| Work order |
Go through the entries below from the first line and transcribe each one exactly, ending with the line that contains "on the CPU.".

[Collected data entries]
____

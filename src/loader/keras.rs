//! Keras HDF5 weights
//!
//! `TFBertForSequenceClassification.save_weights` writes one group per
//! layer, each variable stored under its full TF name, e.g.
//! `/bert/tf_bert_for_sequence_classification/bert/encoder/layer_._0/attention/self/query/kernel:0`.
//! Variables are renamed to the PyTorch layout candle expects, with dense
//! kernels transposed from `(in, out)` to `(out, in)`.

use std::collections::HashMap;
use std::path::Path;

use anyhow::{anyhow, Result};
use candle_core::{Device, Tensor};

/// Name scope Keras gives the model in HuggingFace TF checkpoints
const MODEL_SCOPE_PREFIX: &str = "tf_bert";

fn h5_error(e: hdf5::Error) -> anyhow::Error {
    anyhow!("HDF5 error: {}", e)
}

/// Read every model variable of a Keras checkpoint
///
/// Datasets that are not model variables (optimizer slots, step counters)
/// are skipped. Tensors are returned as f32 on the CPU.
pub fn load_tensors(path: &Path) -> Result<HashMap<String, Tensor>> {
    let file = hdf5::File::open(path)
        .map_err(|e| anyhow!("Failed to open {}: {}", path.display(), e))?;

    let mut datasets = Vec::new();
    collect_datasets(&file, &mut datasets)?;

    let mut tensors = HashMap::with_capacity(datasets.len());
    for dataset in datasets {
        let h5_name = dataset.name();
        let Some((name, transpose)) = torch_name(&h5_name) else {
            tracing::debug!("Skipping {}", h5_name);
            continue;
        };

        let data: Vec<f32> = dataset.read_raw().map_err(h5_error)?;
        let mut tensor = Tensor::from_vec(data, dataset.shape(), &Device::Cpu)?;
        if transpose && tensor.rank() == 2 {
            tensor = tensor.t()?.contiguous()?;
        }
        tracing::trace!("{} -> {} {:?}", h5_name, name, tensor.dims());
        tensors.insert(name, tensor);
    }

    if tensors.is_empty() {
        return Err(anyhow!(
            "No model variables found in Keras checkpoint {}",
            path.display()
        ));
    }
    tracing::debug!("Read {} variables from {}", tensors.len(), path.display());
    Ok(tensors)
}

fn collect_datasets(group: &hdf5::Group, out: &mut Vec<hdf5::Dataset>) -> Result<()> {
    out.extend(group.datasets().map_err(h5_error)?);
    for child in group.groups().map_err(h5_error)? {
        collect_datasets(&child, out)?;
    }
    Ok(())
}

/// Map a TF variable path to its PyTorch name
///
/// Returns the name and whether the tensor must be transposed, or `None`
/// for datasets that are not model variables.
pub fn torch_name(h5_path: &str) -> Option<(String, bool)> {
    let segments: Vec<&str> = h5_path
        .trim_start_matches('/')
        .split('/')
        .filter(|s| !s.is_empty())
        .collect();

    // Everything up to the model scope is the Keras layer group.
    let start = segments
        .iter()
        .position(|s| s.starts_with(MODEL_SCOPE_PREFIX))
        .map_or(1, |i| i + 1);
    let (leaf, parents) = segments.get(start..)?.split_last()?;
    if parents.is_empty() {
        return None;
    }

    let leaf = leaf.split(':').next().unwrap_or(*leaf);
    let (leaf, transpose) = match leaf {
        "kernel" => ("weight", true),
        "gamma" | "embeddings" | "weight" => ("weight", false),
        "beta" | "bias" => ("bias", false),
        _ => return None,
    };

    let mut name: Vec<String> = parents
        .iter()
        .map(|s| match s.strip_prefix("layer_._") {
            Some(index) => format!("layer.{}", index),
            None => s.to_string(),
        })
        .collect();
    name.push(leaf.to_string());
    Some((name.join("."), transpose))
}

/// Write `tensors` (PyTorch names, `bert.` prefixed) as a Keras checkpoint
#[cfg(test)]
pub(crate) fn write_checkpoint(path: &Path, tensors: &HashMap<String, Tensor>) -> Result<()> {
    let file = hdf5::File::create(path).map_err(h5_error)?;

    for (name, tensor) in tensors {
        let (group_path, leaf, transpose) = keras_path(name);
        let mut group = file.group("/").map_err(h5_error)?;
        for segment in group_path.split('/') {
            group = if group.link_exists(segment) {
                group.group(segment).map_err(h5_error)?
            } else {
                group.create_group(segment).map_err(h5_error)?
            };
        }

        let tensor = if transpose {
            tensor.t()?.contiguous()?
        } else {
            tensor.clone()
        };
        let data = tensor.flatten_all()?.to_vec1::<f32>()?;
        let dataset = group
            .new_dataset::<f32>()
            .shape(tensor.dims().to_vec())
            .create(leaf.as_str())
            .map_err(h5_error)?;
        dataset.write_raw(data.as_slice()).map_err(h5_error)?;
    }
    Ok(())
}

#[cfg(test)]
fn keras_path(name: &str) -> (String, String, bool) {
    let parts: Vec<&str> = name.split('.').collect();
    let (leaf, parents) = parts.split_last().expect("empty tensor name");
    let parent = parents.last().copied().unwrap_or("");

    let (leaf, transpose) = match (parent, *leaf) {
        ("LayerNorm", "weight") => ("gamma", false),
        ("LayerNorm", "bias") => ("beta", false),
        ("word_embeddings", "weight") => ("weight", false),
        (p, "weight") if p.ends_with("_embeddings") => ("embeddings", false),
        (_, "weight") => ("kernel", true),
        (_, other) => (other, false),
    };

    let mut scoped = Vec::new();
    let mut iter = parents.iter().peekable();
    while let Some(part) = iter.next() {
        match iter.peek() {
            Some(index) if *part == "layer" && index.parse::<usize>().is_ok() => {
                scoped.push(format!("layer_._{}", index));
                iter.next();
            }
            _ => scoped.push(part.to_string()),
        }
    }

    let group = format!(
        "{}/tf_bert_for_sequence_classification/{}",
        parents[0],
        scoped.join("/")
    );
    (group, format!("{}:0", leaf), transpose)
}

____

| Completed task |
filename src/loader/keras.rs
//! Keras HDF5 weights
//!
//! `TFBertForSequenceClassification.save_weights` writes one group per
//! layer, each variable stored under its full TF name, e.g.
//! `/bert/tf_bert_for_sequence_classification/bert/encoder/layer_._0/attention/self/query/kernel:0`.
//! Variables are renamed to the PyTorch layout candle expects, with dense
//! kernels transposed from `(in, out)` to `(out, in)`.

use std::collections::HashMap;
use std::path::Path;

use anyhow::{anyhow, Result};
use candle_core::{Device, Tensor};

/// Name scope Keras gives the model in HuggingFace TF checkpoints
const MODEL_SCOPE_PREFIX: &str = "tf_bert";

fn h5_error(e: hdf5::Error) -> anyhow::Error {
    anyhow!("HDF5 error: {}", e)
}

/// Read every model variable of a Keras checkpoint
///
/// Datasets that are not model variables (optimizer slots, step counters)
/// are skipped. Tensors are returned as f32 on the CPU.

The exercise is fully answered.